WHAT YOU WILL DO ::
Give again, word for word, every line below from the one that has "buf: VecDeque::with_capacity(TAG_LEN +" through the one that has "for byte in", both included, and no others.

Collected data
§

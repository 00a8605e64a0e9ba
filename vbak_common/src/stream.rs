// vbak_common is the main vbak library implementing the backup engine logic.
// Copyright (C) 2026  Himbeer <himbeerserverde@gmail.com>
//
// This program is free software: you can redistribute it and/or modify
// it under the terms of the GNU Affero General Public License as published by
// the Free Software Foundation, either version 3 of the License, or
// (at your option) any later version.
//
// This program is distributed in the hope that it will be useful,
// but WITHOUT ANY WARRANTY; without even the implied warranty of
// MERCHANTABILITY or FITNESS FOR A PARTICULAR PURPOSE.  See the
// GNU Affero General Public License for more details.
//
// You should have received a copy of the GNU Affero General Public License
// along with this program.  If not, see <https://www.gnu.org/licenses/>.

use crate::system;

use std::collections::VecDeque;
use std::fmt;
use std::io::{self, Read, Write};

use chacha20poly1305::aead::generic_array::GenericArray;
use chacha20poly1305::aead::stream::{DecryptorBE32, EncryptorBE32};
use chacha20poly1305::{Key, XChaCha20Poly1305};
use flate2::write::{GzDecoder, GzEncoder};
use flate2::Compression;
use serde::{Deserialize, Serialize};

/// The size of data chunks to compress or encrypt at a time in bytes (256 KiB).
pub const CHUNKSIZE: usize = 256 * 1024;

/// Archive format magic, the first bytes of every encrypted archive.
pub const MAGIC: [u8; 4] = *b"VBK1";

/// Size of the stream encryption nonce following the magic.
pub const NONCE_LEN: usize = 19;
/// Size of the per-chunk authentication tag.
pub const TAG_LEN: usize = 16;

/// The streaming compression algorithm applied before encryption.
/// The choice is recorded in the archive file name extension.
#[derive(Clone, Copy, Debug, Default, Eq, PartialEq, Serialize, Deserialize)]
#[serde(rename_all = "lowercase")]
pub enum CompressAlgo {
    /// Zstandard.
    #[default]
    Zstd,
    /// DEFLATE in the gzip framing.
    Gzip,
}

impl CompressAlgo {
    /// Returns the file name extension recording this algorithm.
    pub fn extension(&self) -> &'static str {
        match self {
            Self::Zstd => "zst",
            Self::Gzip => "gz",
        }
    }

    /// Returns the algorithm recorded by a file name extension.
    pub fn from_extension(ext: &str) -> Option<Self> {
        match ext {
            "zst" => Some(Self::Zstd),
            "gz" => Some(Self::Gzip),
            _ => None,
        }
    }
}

impl fmt::Display for CompressAlgo {
    fn fmt(&self, f: &mut fmt::Formatter<'_>) -> fmt::Result {
        f.write_str(self.extension())
    }
}

/// A `CompressWriter` applies the configured streaming compression
/// to everything written to it, forwarding output to the inner [`Write`].
///
/// [`CompressWriter::finish`] is required to flush the compressor trailer.
pub enum CompressWriter<W: Write> {
    Zstd(zstd::stream::write::Encoder<'static, W>),
    Gzip(GzEncoder<W>),
}

impl<W: Write> CompressWriter<W> {
    /// Constructs a new compressor in front of `inner`.
    pub fn new(algo: CompressAlgo, level: i32, inner: W) -> io::Result<Self> {
        match algo {
            CompressAlgo::Zstd => Ok(Self::Zstd(zstd::stream::write::Encoder::new(inner, level)?)),
            CompressAlgo::Gzip => Ok(Self::Gzip(GzEncoder::new(
                inner,
                Compression::new(level.clamp(0, 9) as u32),
            ))),
        }
    }

    /// Writes the compression trailer and returns the inner [`Write`].
    pub fn finish(self) -> io::Result<W> {
        match self {
            Self::Zstd(encoder) => encoder.finish(),
            Self::Gzip(encoder) => encoder.finish(),
        }
    }
}

impl<W: Write> Write for CompressWriter<W> {
    fn write(&mut self, buf: &[u8]) -> io::Result<usize> {
        match self {
            Self::Zstd(encoder) => encoder.write(buf),
            Self::Gzip(encoder) => encoder.write(buf),
        }
    }

    fn flush(&mut self) -> io::Result<()> {
        match self {
            Self::Zstd(encoder) => encoder.flush(),
            Self::Gzip(encoder) => encoder.flush(),
        }
    }
}

/// A `DecompressWriter` reverses a [`CompressWriter`],
/// forwarding decompressed output to the inner [`Write`].
pub enum DecompressWriter<W: Write> {
    Zstd(zstd::stream::write::Decoder<'static, W>),
    Gzip(GzDecoder<W>),
}

impl<W: Write> DecompressWriter<W> {
    /// Constructs a new decompressor in front of `inner`.
    pub fn new(algo: CompressAlgo, inner: W) -> io::Result<Self> {
        match algo {
            CompressAlgo::Zstd => Ok(Self::Zstd(zstd::stream::write::Decoder::new(inner)?)),
            CompressAlgo::Gzip => Ok(Self::Gzip(GzDecoder::new(inner))),
        }
    }

    /// Flushes any pending output and returns the inner [`Write`].
    pub fn finish(self) -> io::Result<W> {
        match self {
            Self::Zstd(mut decoder) => {
                decoder.flush()?;
                Ok(decoder.into_inner())
            }
            Self::Gzip(decoder) => decoder.finish(),
        }
    }
}

impl<W: Write> Write for DecompressWriter<W> {
    fn write(&mut self, buf: &[u8]) -> io::Result<usize> {
        match self {
            Self::Zstd(decoder) => decoder.write(buf),
            Self::Gzip(decoder) => decoder.write(buf),
        }
    }

    fn flush(&mut self) -> io::Result<()> {
        match self {
            Self::Zstd(decoder) => decoder.flush(),
            Self::Gzip(decoder) => decoder.flush(),
        }
    }
}

/// An `EncryptWriter` maps everything written to it to the encrypted
/// archive format: the magic, a randomly generated nonce and a sequence
/// of authenticated ciphertext chunks.
///
/// [`EncryptWriter::finish`] is required to flush the final chunk;
/// without it the archive is truncated and will not decrypt.
pub struct EncryptWriter<W: Write> {
    inner: W,
    // The purpose of the `Option` is to allow `cipher` to be moved
    // when calling `encrypt_last` on it in `finish`.
    cipher: Option<EncryptorBE32<XChaCha20Poly1305>>,
    buf: Vec<u8>,
}

impl<W: Write> EncryptWriter<W> {
    /// Constructs a new `EncryptWriter`, deriving the stream key
    /// from the provided key material and writing the archive header.
    pub fn new(mut inner: W, key_material: &[u8]) -> io::Result<Self> {
        let nonce = system::random_bytes(NONCE_LEN);
        let key_bytes = system::derive_stream_key(key_material, &nonce);
        let key = Key::from_slice(&key_bytes);
        let cipher = EncryptorBE32::new(key, GenericArray::from_slice(&nonce));

        inner.write_all(&MAGIC)?;
        inner.write_all(&nonce)?;

        Ok(Self {
            inner,
            cipher: Some(cipher),
            buf: Vec::with_capacity(CHUNKSIZE),
        })
    }

    /// Encrypts and writes the final chunk, flushes the inner [`Write`]
    /// and returns it.
    pub fn finish(mut self) -> io::Result<W> {
        let ciphertext = self
            .cipher
            .take()
            .expect("cipher is only taken by finish")
            .encrypt_last(self.buf.as_slice())
            .map_err(io::Error::other)?;

        self.inner.write_all(&ciphertext)?;
        self.inner.flush()?;

        Ok(self.inner)
    }
}

impl<W: Write> Write for EncryptWriter<W> {
    fn write(&mut self, buf: &[u8]) -> io::Result<usize> {
        self.buf.extend_from_slice(buf);

        // Keep at least one byte buffered so the final chunk
        // is always sealed by `encrypt_last` in `finish`.
        while self.buf.len() > CHUNKSIZE {
            let chunk: Vec<u8> = self.buf.drain(..CHUNKSIZE).collect();
            let ciphertext = self
                .cipher
                .as_mut()
                .expect("cipher is only taken by finish")
                .encrypt_next(chunk.as_slice())
                .map_err(io::Error::other)?;

            self.inner.write_all(&ciphertext)?;
        }

        Ok(buf.len())
    }

    fn flush(&mut self) -> io::Result<()> {
        self.inner.flush()
    }
}

/// A `DecryptWriter` reverses an [`EncryptWriter`]: it consumes the magic
/// and nonce, then maps ciphertext chunks to plaintext
/// written to the inner [`Write`].
///
/// Dropping a `DecryptWriter` flushes the last chunk to the underlying
/// [`Write`] ignoring any errors. You should handle errors where applicable
/// by calling [`DecryptWriter::close`] manually before dropping the stream.
pub struct DecryptWriter<W: Write> {
    inner: W,
    key_material: Vec<u8>,
    closed: bool,
    // The purpose of the `Option` is to allow `cipher` to be moved
    // when calling `decrypt_last` on it with just a mutable reference
    // to the `DecryptWriter`.
    cipher: Option<DecryptorBE32<XChaCha20Poly1305>>,
    buf: VecDeque<u8>,
}

impl<W: Write> DecryptWriter<W> {
    /// Constructs a new `DecryptWriter` decrypting with the provided
    /// key material.
    pub fn new(inner: W, key_material: Vec<u8>) -> Self {
        Self {
            inner,
            key_material,
            closed: false,
            cipher: None,
            buf: VecDeque::with_capacity(TAG_LEN + CHUNKSIZE),
        }
    }

    /// Reports whether the `DecryptWriter` is closed.
    pub fn is_closed(&self) -> bool {
        self.closed
    }

    /// Closes the `DecryptWriter`, decrypting the final chunk
    /// and writing all pending data to the underlying [`Write`].
    /// Fails with a 'broken pipe' error if already closed.
    ///
    /// Further writes will return 'broken pipe' errors.
    pub fn close(&mut self) -> io::Result<()> {
        if self.is_closed() {
            return Err(io::Error::from(io::ErrorKind::BrokenPipe));
        }

        self.closed = true;

        self.buf.make_contiguous();

        // The final chunk includes the authentication tag.
        let mut chunk = vec![0; TAG_LEN + CHUNKSIZE];
        let n = self.buf.read(&mut chunk)?;
        chunk.truncate(n);

        if let Some(cipher) = self.cipher.take() {
            let plain = cipher
                .decrypt_last(chunk.as_slice())
                .map_err(io::Error::other)?;
            self.inner.write_all(&plain)?;
            self.inner.flush()?;
        } else if n > 0 {
            // Header never completed, the archive is truncated.
            return Err(io::Error::new(
                io::ErrorKind::UnexpectedEof,
                "archive ends inside the header",
            ));
        }

        Ok(())
    }
}

impl<W: Write> Write for DecryptWriter<W> {
    fn write(&mut self, buf: &[u8]) -> io::Result<usize> {
        if self.is_closed() {
            return Err(io::Error::from(io::ErrorKind::BrokenPipe));
        }

        for byte in buf {
            if let Some(cipher) = &mut self.cipher {
                // Only drain a chunk once data beyond it has arrived,
                // the final chunk belongs to `close`.
                if self.buf.len() >= TAG_LEN + CHUNKSIZE {
                    let mut chunk = vec![0; TAG_LEN + CHUNKSIZE];
                    self.buf.read_exact(&mut chunk)?;

                    let plain = cipher
                        .decrypt_next(chunk.as_slice())
                        .map_err(io::Error::other)?;
                    self.inner.write_all(&plain)?;
                }
            } else if self.buf.len() >= MAGIC.len() + NONCE_LEN {
                let mut magic = [0; MAGIC.len()];
                self.buf.read_exact(&mut magic)?;

                if magic != MAGIC {
                    return Err(io::Error::new(
                        io::ErrorKind::InvalidData,
                        "bad archive magic",
                    ));
                }

                let mut nonce = [0; NONCE_LEN];
                self.buf.read_exact(&mut nonce)?;

                let key_bytes = system::derive_stream_key(&self.key_material, &nonce);
                let key = Key::from_slice(&key_bytes);
                self.cipher = Some(DecryptorBE32::new(key, GenericArray::from_slice(&nonce)));
            }

            self.buf.push_back(*byte);
        }

        Ok(buf.len())
    }

    fn flush(&mut self) -> io::Result<()> {
        Ok(())
    }
}

impl<W: Write> Drop for DecryptWriter<W> {
    fn drop(&mut self) {
        if !self.is_closed() {
            self.close().ok();
        }
    }
}

#[cfg(test)]
mod tests {
    use super::*;
    use crate::system::random_bytes;

    fn encrypt(data: &[u8], key: &[u8]) -> Vec<u8> {
        let mut w = EncryptWriter::new(Vec::new(), key).unwrap();
        w.write_all(data).unwrap();
        w.finish().unwrap()
    }

    fn decrypt(data: &[u8], key: &[u8]) -> io::Result<Vec<u8>> {
        let mut out = Vec::new();
        let mut w = DecryptWriter::new(&mut out, key.to_vec());
        w.write_all(data)?;
        w.close()?;
        drop(w);
        Ok(out)
    }

    #[test]
    fn encrypt_decrypt_roundtrip() {
        let key = random_bytes(32);

        for len in [0, 1, CHUNKSIZE - 1, CHUNKSIZE, CHUNKSIZE + 1, 3 * CHUNKSIZE] {
            let data = random_bytes(len);
            let ciphertext = encrypt(&data, &key);

            assert!(ciphertext.starts_with(&MAGIC));
            assert_eq!(decrypt(&ciphertext, &key).unwrap(), data);
        }
    }

    #[test]
    fn wrong_key_fails() {
        let data = random_bytes(1024);
        let ciphertext = encrypt(&data, &random_bytes(32));

        assert!(decrypt(&ciphertext, &random_bytes(32)).is_err());
    }

    #[test]
    fn bad_magic_fails() {
        let key = random_bytes(32);
        let mut ciphertext = encrypt(b"payload", &key);
        ciphertext[0] ^= 0xff;

        assert!(decrypt(&ciphertext, &key).is_err());
    }

    #[test]
    fn compress_roundtrip() {
        for algo in [CompressAlgo::Zstd, CompressAlgo::Gzip] {
            let data: Vec<u8> = (0..CHUNKSIZE * 2).map(|i| (i % 251) as u8).collect();

            let mut compressor = CompressWriter::new(algo, 3, Vec::new()).unwrap();
            compressor.write_all(&data).unwrap();
            let compressed = compressor.finish().unwrap();

            let mut decompressor = DecompressWriter::new(algo, Vec::new()).unwrap();
            decompressor.write_all(&compressed).unwrap();
            let out = decompressor.finish().unwrap();

            assert_eq!(out, data);
        }
    }

    #[test]
    fn extension_roundtrip() {
        for algo in [CompressAlgo::Zstd, CompressAlgo::Gzip] {
            assert_eq!(CompressAlgo::from_extension(algo.extension()), Some(algo));
        }
        assert_eq!(CompressAlgo::from_extension("xz"), None);
    }
}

§

OUTPUT OF THE EXERCISE ::
            buf: VecDeque::with_capacity(TAG_LEN + CHUNKSIZE),
        }
    }

    /// Reports whether the `DecryptWriter` is closed.
    pub fn is_closed(&self) -> bool {
        self.closed
    }

    /// Closes the `DecryptWriter`, decrypting the final chunk
    /// and writing all pending data to the underlying [`Write`].
    /// Fails with a 'broken pipe' error if already closed.
    ///
    /// Further writes will return 'broken pipe' errors.
    pub fn close(&mut self) -> io::Result<()> {
        if self.is_closed() {
            return Err(io::Error::from(io::ErrorKind::BrokenPipe));
        }

        self.closed = true;

        self.buf.make_contiguous();

        // The final chunk includes the authentication tag.
        let mut chunk = vec![0; TAG_LEN + CHUNKSIZE];
        let n = self.buf.read(&mut chunk)?;
        chunk.truncate(n);

        if let Some(cipher) = self.cipher.take() {
            let plain = cipher
                .decrypt_last(chunk.as_slice())
                .map_err(io::Error::other)?;
            self.inner.write_all(&plain)?;
            self.inner.flush()?;
        } else if n > 0 {
            // Header never completed, the archive is truncated.
            return Err(io::Error::new(
                io::ErrorKind::UnexpectedEof,
                "archive ends inside the header",
            ));
        }

        Ok(())
    }
}

impl<W: Write> Write for DecryptWriter<W> {
    fn write(&mut self, buf: &[u8]) -> io::Result<usize> {
        if self.is_closed() {
            return Err(io::Error::from(io::ErrorKind::BrokenPipe));
        }

        for byte in buf {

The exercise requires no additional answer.